To uncover the underlying molecular basis of eRNAs expressed from CE or DRR sites, the authors initially examined the possible involvement of the Cohesin complex in eRNA-mediated activation of MyoD. Depletion of eRNAs corresponding to the CE region did not affect the chromatin residence of the Cohesin subunits at either CE or MyoD promoter. However, reduction of this eRNA significantly diminished RNAPII occupancy at MyoD locus, consistent with decreased levels of transcription. Similarly, depletion of eRNA corresponding to the DRR, which regulated MyoG in trans, decreased RNAPII chromatin residence at MyoG. Surprisingly, diminished levels of eRNA corresponding to the DRR region also decreased MyoD occupancy at MyoG locus without any effect on the MyoD gene itself. Finally, the authors assessed whether eRNAs corresponding to CE of DRR regulate the chromatin accessibility at the MyoD or MyoG loci. Indeed, depletion of eRNA corresponding to DRR resulted in decreased DNaseI sensitivity at MyoG promoter, while depletion of CE eRNA decreased chromatin accessibility at both MyoD and MyoG promoters.

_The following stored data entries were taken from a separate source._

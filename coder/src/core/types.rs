//! Shared deterministic types for the workflow core.
//!
//! These types define stable contracts between nodes, the router, and the
//! generation collaborator. They must not depend on external state or I/O.

use std::fmt;

use serde::{Deserialize, Serialize};

/// Coarse workflow stage. Transitions `Dev -> Mutation` at most once per run.
#[derive(Debug, Clone, Copy, Default, PartialEq, Eq, Serialize, Deserialize)]
#[serde(rename_all = "snake_case")]
pub enum Phase {
    #[default]
    Dev,
    Mutation,
}

impl Phase {
    pub fn as_str(self) -> &'static str {
        match self {
            Phase::Dev => "dev",
            Phase::Mutation => "mutation",
        }
    }
}

/// Routing signal set by a decision-bearing node and consumed by the router.
#[derive(Debug, Clone, Copy, PartialEq, Eq, PartialOrd, Ord, Hash, Serialize, Deserialize)]
#[serde(rename_all = "snake_case")]
pub enum NextAction {
    RetryCode,
    RetryTest,
    Replan,
    ReplanInternal,
    Proceed,
    MutationCheck,
    Finish,
}

impl NextAction {
    pub fn as_str(self) -> &'static str {
        match self {
            NextAction::RetryCode => "retry_code",
            NextAction::RetryTest => "retry_test",
            NextAction::Replan => "replan",
            NextAction::ReplanInternal => "replan_internal",
            NextAction::Proceed => "proceed",
            NextAction::MutationCheck => "mutation_check",
            NextAction::Finish => "finish",
        }
    }
}

impl fmt::Display for NextAction {
    fn fmt(&self, f: &mut fmt::Formatter<'_>) -> fmt::Result {
        f.write_str(self.as_str())
    }
}

/// Result of a single mutation probe.
#[derive(Debug, Clone, Copy, PartialEq, Eq, Serialize, Deserialize)]
#[serde(rename_all = "snake_case")]
pub enum MutationOutcome {
    /// The test suite passed against the mutant (defect not caught).
    Survived,
    /// The test suite failed against the mutant (defect caught).
    Killed,
    /// The mutant did not differ from the implementation, so nothing was probed.
    Inconclusive,
}

/// Why a workflow run reached the terminal node.
#[derive(Debug, Clone, Copy, PartialEq, Eq, Serialize, Deserialize)]
#[serde(rename_all = "snake_case")]
pub enum StopReason {
    /// Tests passed while in the mutation phase.
    TestsPassed,
    /// The mutation auditor's defect was caught by the test suite.
    MutantKilled,
    /// Tests passed but the auditor could not produce a distinct mutant.
    AuditInconclusive,
    /// The reflector hit the global iteration cap.
    IterationLimit,
    /// The reflector received a decision outside the closed action set.
    UnrecognizedDecision,
    /// The run-level wall-clock budget elapsed.
    DeadlineExceeded,
}

impl StopReason {
    /// Whether the run ended on a passing verdict rather than a safety cap.
    pub fn is_success(self) -> bool {
        matches!(
            self,
            StopReason::TestsPassed | StopReason::MutantKilled | StopReason::AuditInconclusive
        )
    }

    pub fn as_str(self) -> &'static str {
        match self {
            StopReason::TestsPassed => "tests_passed",
            StopReason::MutantKilled => "mutant_killed",
            StopReason::AuditInconclusive => "audit_inconclusive",
            StopReason::IterationLimit => "iteration_limit",
            StopReason::UnrecognizedDecision => "unrecognized_decision",
            StopReason::DeadlineExceeded => "deadline_exceeded",
        }
    }
}

impl fmt::Display for StopReason {
    fn fmt(&self, f: &mut fmt::Formatter<'_>) -> fmt::Result {
        f.write_str(self.as_str())
    }
}

/// One parameter of the function under development.
#[derive(Debug, Clone, PartialEq, Eq, Serialize, Deserialize)]
pub struct Param {
    pub name: String,
    #[serde(rename = "type")]
    pub ty: String,
}

/// The finalized development contract produced by the spec compiler.
#[derive(Debug, Clone, PartialEq, Eq, Serialize, Deserialize)]
pub struct SpecRecord {
    pub function_name: String,
    pub inputs: Vec<Param>,
    pub output_type: String,
    pub description: String,
    pub requirements: Vec<String>,
    pub edge_cases: Vec<String>,
}

/// Structured compiler response: a spec plus the replan verdict.
///
/// `needs_replan` and `replan_reason` only carry the verdict to the compiler
/// node; they never enter the durable workflow state.
#[derive(Debug, Clone, PartialEq, Eq, Serialize, Deserialize)]
pub struct SpecVerdict {
    #[serde(flatten)]
    pub spec: SpecRecord,
    pub needs_replan: bool,
    #[serde(default)]
    pub replan_reason: String,
}

/// Structured test-author response.
#[derive(Debug, Clone, PartialEq, Eq, Serialize, Deserialize)]
pub struct TestResult {
    pub thought: String,
    pub test_code: String,
}

/// Structured implementer response.
#[derive(Debug, Clone, PartialEq, Eq, Serialize, Deserialize)]
pub struct CodeResult {
    pub thought: String,
    pub impl_code: String,
}

/// Action proposed by the reflector's generation call.
///
/// Values outside the closed set deserialize to `Unrecognized` instead of
/// failing, so the reflector can apply its fail-safe default.
#[derive(Debug, Clone, Copy, PartialEq, Eq, Serialize, Deserialize)]
#[serde(rename_all = "snake_case")]
pub enum DecisionAction {
    RetryCode,
    RetryTest,
    Replan,
    MutationCheck,
    Finish,
    #[serde(other)]
    Unrecognized,
}

/// Structured reflector response.
#[derive(Debug, Clone, PartialEq, Eq, Serialize, Deserialize)]
pub struct DecisionResult {
    pub analysis: String,
    pub action: DecisionAction,
    pub feedback: String,
}

/// Structured mutation-auditor response.
#[derive(Debug, Clone, PartialEq, Eq, Serialize, Deserialize)]
pub struct MutantResult {
    pub mutant_code: String,
    pub description: String,
}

Taken together, the authors have uncovered a number of eRNAs expressed during the myogenic differentiation program mapping to MyoD and MyoG extragenic binding sites in mammalian cells. Their detailed characterization of two of these eRNAs corresponding to the proximal and distal sites of MyoD regulatory regions revealed differences in their targets and their possible mode of action. While the distal eRNA (CE) regulated a neighboring MyoD gene presumably in a cis-mediated manner (Figure 1), the proximal eRNA (DRR) unexpectedly acted in trans to regulate MyoG gene at a different locus. However, the authors found that both eRNAs were not only critical for increasing chromatin accessibility but also for the recruitment of RNAPII to their respective targeted promoters (Figure 1). These findings suggest an interesting mechanism by which eRNAs, through recruitment of critical transcription factors and/or chromatin remodeling complexes, allow for a permissive chromatin environment in which preinitiation complexes containing RNAPII and basal transcription factors could operate.

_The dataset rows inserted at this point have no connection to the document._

//! Test-driven multi-role code generation workflow.
//!
//! A fixed graph of roles (planning, test authoring, implementation,
//! execution, reflection, mutation auditing) cooperates through one shared
//! state record until the tests pass and survive a mutation probe, or a loop
//! bound stops the run. The architecture enforces a strict separation:
//!
//! - **[`core`]**: Pure, deterministic logic (state, patches, invariants,
//!   transition table, loop bounds). No I/O, fully testable in isolation.
//! - **[`io`]**: Side-effecting operations (config, child processes, the
//!   generation backend, the sandbox). Isolated behind traits so tests can
//!   script them.
//!
//! [`nodes`] implements each role against those traits, [`workflow`] drives
//! them through the transition table, and [`run_log`] records each step.

pub mod core;
pub mod exit_codes;
pub mod io;
pub mod logging;
pub mod nodes;
pub mod run_log;
#[cfg(any(test, feature = "test-support"))]
pub mod test_support;
pub mod workflow;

Figure 1. eRNAs Expressed from Core Enhancer Element Lead to Chromatin Opening and Transcription at MyoD Locus.

eRNAs are expressed from the core enhancer element of the MyoD regulatory region following a differentiating stimuli. CE-expressed eRNAs function by recruiting chromatin remodeling factors to provide chromatin accessibility leading to increased RNA polymerase II occupancy.

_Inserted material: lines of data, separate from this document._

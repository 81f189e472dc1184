//! Planning cycle: product owner, architect, critic and spec compiler.

use anyhow::Result;
use tracing::{info, instrument, warn};

use super::NodeContext;
use crate::core::graph::NodeId;
use crate::core::state::{StatePatch, WorkflowState};
use crate::core::types::{NextAction, SpecVerdict};
use crate::io::generator::Generator;
use crate::io::sandbox::Sandbox;

/// Distill requirements into user stories. The sole reset point for run counters.
#[instrument(skip_all)]
pub(super) fn product_owner<G: Generator, S: Sandbox>(
    ctx: &NodeContext<'_, G, S>,
    state: &WorkflowState,
) -> Result<StatePatch> {
    let notes = ctx.text(NodeId::ProductOwner, state)?;
    Ok(StatePatch {
        reset_run: true,
        product_notes: Some(notes),
        ..StatePatch::default()
    })
}

#[instrument(skip_all, fields(replan_count = state.replan_count))]
pub(super) fn architect<G: Generator, S: Sandbox>(
    ctx: &NodeContext<'_, G, S>,
    state: &WorkflowState,
) -> Result<StatePatch> {
    let notes = ctx.text(NodeId::Architect, state)?;
    Ok(StatePatch {
        architect_notes: Some(notes),
        ..StatePatch::default()
    })
}

#[instrument(skip_all)]
pub(super) fn critic<G: Generator, S: Sandbox>(
    ctx: &NodeContext<'_, G, S>,
    state: &WorkflowState,
) -> Result<StatePatch> {
    let notes = ctx.text(NodeId::Critic, state)?;
    Ok(StatePatch {
        critic_notes: Some(notes),
        ..StatePatch::default()
    })
}

/// Compile the planning notes into a spec, or send the design back.
///
/// Once `max_replans` redesigns have been spent, a verdict that still asks
/// for a replan is accepted anyway and the spec is marked degraded.
#[instrument(skip_all, fields(replan_count = state.replan_count))]
pub(super) fn spec_compiler<G: Generator, S: Sandbox>(
    ctx: &NodeContext<'_, G, S>,
    state: &WorkflowState,
) -> Result<StatePatch> {
    let verdict: SpecVerdict = ctx.structured(NodeId::SpecCompiler, state)?;
    let max_replans = ctx.limits.max_replans;

    if verdict.needs_replan && state.replan_count >= max_replans {
        warn!(
            max_replans,
            reason = %verdict.replan_reason,
            "replan cap reached, accepting spec as degraded"
        );
        return Ok(StatePatch {
            spec: Some(Some(verdict.spec)),
            spec_degraded: Some(true),
            feedback: Some(format!(
                "Warning: Spec finalized after {max_replans} replans. Critic issues may remain."
            )),
            next_action: Some(NextAction::Proceed),
            ..StatePatch::default()
        });
    }

    if verdict.needs_replan {
        let reason = match verdict.replan_reason.trim() {
            "" => "The review found problems with the design. Revise it.".to_string(),
            reason => reason.to_string(),
        };
        info!(replan = state.replan_count + 1, "spec sent back for redesign");
        return Ok(StatePatch {
            spec: Some(None),
            feedback: Some(reason),
            replan_count: Some(state.replan_count + 1),
            next_action: Some(NextAction::ReplanInternal),
            ..StatePatch::default()
        });
    }

    info!(function = %verdict.spec.function_name, "spec accepted");
    Ok(StatePatch {
        spec: Some(Some(verdict.spec)),
        spec_degraded: Some(false),
        feedback: Some(String::new()),
        next_action: Some(NextAction::Proceed),
        ..StatePatch::default()
    })
}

While we have begun to scratch the surface in understanding eRNAs and their mechanism of action, many questions remain unanswered. Some of these questions include: What are the factors required for eRNA synthesis and their 3′ end processing? Why are some eRNAs bidirectional while others unidirectional? Are there common sequences or structural features among eRNAs that could be used to discern their function? Does misregulation of eRNAs result in development of human diseases? Without a doubt, these are exciting times to unravel new and unanticipated layers of regulation for tissue- and temporal-specific gene expression.